Samhain Journaling: Part Two

This art journal spread is taking longer than I expected.  Today, I'll show you how to paint the skin and eyes of the focal image.  In part three, I'll show you a fun way to add texture to the hair, how to add glazes to the background, and how to add interesting finishing touches to your spread.



Drawing the Facial Features:

I used a black Stabilo Marks All pencil to draw the face and redefine the hairline in some areas.  I wanted to make sure that the drawing would show up in the picture.  Normally, I would have used my delft blue Cretacolor Aqua Monolith watercolor pencil, since it blends in well with the colors I use for shading.  I would suggest using a watercolor pencil if you have it, but use whatever you have.  When I draw, I don't use a lot of guidelines.  I divide the face in half vertically and horizontally.  Other than that, I draw the features where they look good to me.  You can use my drawing as a guide to draw your own focal image if you're new to drawing.  If you're struggling with a certain facial feature, I would suggest looking at photos of people online for reference.  I usually have difficulty with noses.  I'm constantly changing what style of nose I draw.  When I watch television, I observe the shape of the characters noses.  This time, I looked at pictures online until I had an idea of how to draw the nose.

Steps to Shading the Face:

***Note: I used Caran d'ache Neocolor 2s that I blended with Golden zinc white fluid acrylic paint to shade the face, but you can use another kind of paint.  I'm not an expert on mixing skin tones, but some good colors to use when shading a similar skin tone to what I did would be salmon or portrait pink, pale lavender, pale periwinkle blue, russet and/or pale pink.  My favorite colors to use for the shadows on the face are purple and blue.  There are other colors that work well for a more realistic skin tone, such as ochre, burnt umber, certain shades of pink, titanium buff or unbleached titanium, and certain browns.  According to my experience, there's a formula you can use when shading just about anything, including the face: a light color + a medium color + a dark color + white for highlights.  You can create any kind of skin tone, whether real or imagined with that simple formula.  I know a lot of artists who work from light to dark and then add the highlights.  I work a little differently, which you'll see in the steps below.
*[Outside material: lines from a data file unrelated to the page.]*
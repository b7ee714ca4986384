use std::path::PathBuf;

use crate::auth::jwt::JwtConfig;

/// Default upper bound for an uploaded product image (5 MiB).
const DEFAULT_MAX_IMAGE_BYTES: usize = 5 * 1024 * 1024;

/// Server configuration loaded from environment variables.
///
/// All fields have sensible defaults suitable for local development.
/// In production, override via environment variables.
#[derive(Debug, Clone)]
pub struct ServerConfig {
    /// Bind address (default: `0.0.0.0`).
    pub host: String,
    /// Bind port (default: `3000`).
    pub port: u16,
    /// Allowed CORS origins, parsed from comma-separated `CORS_ORIGINS` env var.
    pub cors_origins: Vec<String>,
    /// HTTP request timeout in seconds (default: `30`).
    pub request_timeout_secs: u64,
    /// JWT token configuration (secret, expiry durations).
    pub jwt: JwtConfig,
    /// Directory holding uploaded product images, served under `/media`.
    pub media_dir: PathBuf,
    pub max_image_bytes: usize,
    /// Lifetime of a visitor verification code in minutes (default: `10`).
    pub otp_expiry_mins: i64,
    /// Wrong codes accepted before a registration must be restarted.
    pub otp_max_attempts: i32,
    /// Interval of the session/verification cleanup job; `0` disables it.
    pub cleanup_interval_secs: u64,
}

impl ServerConfig {
    /// Load configuration from environment variables with defaults.
    ///
    /// | Env Var                 | Default                 |
    /// |-------------------------|-------------------------|
    /// | `HOST`                  | `0.0.0.0`               |
    /// | `PORT`                  | `3000`                  |
    /// | `CORS_ORIGINS`          | `http://localhost:5173` |
    /// | `REQUEST_TIMEOUT_SECS`  | `30`                    |
    /// | `MEDIA_DIR`             | `./media`               |
    /// | `MAX_IMAGE_BYTES`       | `5242880`               |
    /// | `OTP_EXPIRY_MINS`       | `10`                    |
    /// | `OTP_MAX_ATTEMPTS`      | `5`                     |
    /// | `CLEANUP_INTERVAL_SECS` | `0`                     |
    pub fn from_env() -> Self {
        let host = std::env::var("HOST").unwrap_or_else(|_| "0.0.0.0".into());

        let port: u16 = std::env::var("PORT")
            .unwrap_or_else(|_| "3000".into())
            .parse()
            .expect("PORT must be a valid u16");

        let cors_origins: Vec<String> = std::env::var("CORS_ORIGINS")
            .unwrap_or_else(|_| "http://localhost:5173".into())
            .split(',')
            .map(|s| s.trim().to_string())
            .filter(|s| !s.is_empty())
            .collect();

        let request_timeout_secs: u64 = std::env::var("REQUEST_TIMEOUT_SECS")
            .unwrap_or_else(|_| "30".into())
            .parse()
            .expect("REQUEST_TIMEOUT_SECS must be a valid u64");

        let media_dir = PathBuf::from(
            std::env::var("MEDIA_DIR").unwrap_or_else(|_| "./media".into()),
        );

        let max_image_bytes: usize = std::env::var("MAX_IMAGE_BYTES")
            .unwrap_or_else(|_| DEFAULT_MAX_IMAGE_BYTES.to_string())
            .parse()
            .expect("MAX_IMAGE_BYTES must be a valid usize");

        let otp_expiry_mins: i64 = std::env::var("OTP_EXPIRY_MINS")
            .unwrap_or_else(|_| "10".into())
            .parse()
            .expect("OTP_EXPIRY_MINS must be a valid i64");

        let otp_max_attempts: i32 = std::env::var("OTP_MAX_ATTEMPTS")
            .unwrap_or_else(|_| "5".into())
            .parse()
            .expect("OTP_MAX_ATTEMPTS must be a valid i32");

        let cleanup_interval_secs: u64 = std::env::var("CLEANUP_INTERVAL_SECS")
            .unwrap_or_else(|_| "0".into())
            .parse()
            .expect("CLEANUP_INTERVAL_SECS must be a valid u64");

        let jwt = JwtConfig::from_env();

        Self {
            host,
            port,
            cors_origins,
            request_timeout_secs,
            jwt,
            media_dir,
            max_image_bytes,
            otp_expiry_mins,
            otp_max_attempts,
            cleanup_interval_secs,
        }
    }
}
1.  I started with the medium color (see photo above), which was a periwinkle blue Neocolor 2 crayon that I blended out with zinc white acrylic paint.  Zinc white is transparent, whereas titanium white is more opaque.  The main areas that I put the medium tone on are under the bottom lip, under the cheeks, around the eyes, along the edges of the face, and the outside area of the neck and shoulder.  If you don't have Neocolor 2s, you can use any lavender paint or marker you have.  Allow the skin to dry thoroughly.



2. Next, I add in the darkest shading with a sky blue Neocolor 2 crayon blended with zinc white acrylic paint (see photo above).  Use whatever light blue paint or marker you have.  It may look like I used it pretty much all over, but I didn't.  The main areas to focus on when adding this color are underneath the bottom lip, over most of the neck (since a shadow is thrown on the neck by the mountain), along the line of the mountains that is right against the skin, around the eyes, underneath the cheekbones, along the edges of the face, around the tip of the nose, and the upper part of the nostrils.  Allow the skin to dry completely.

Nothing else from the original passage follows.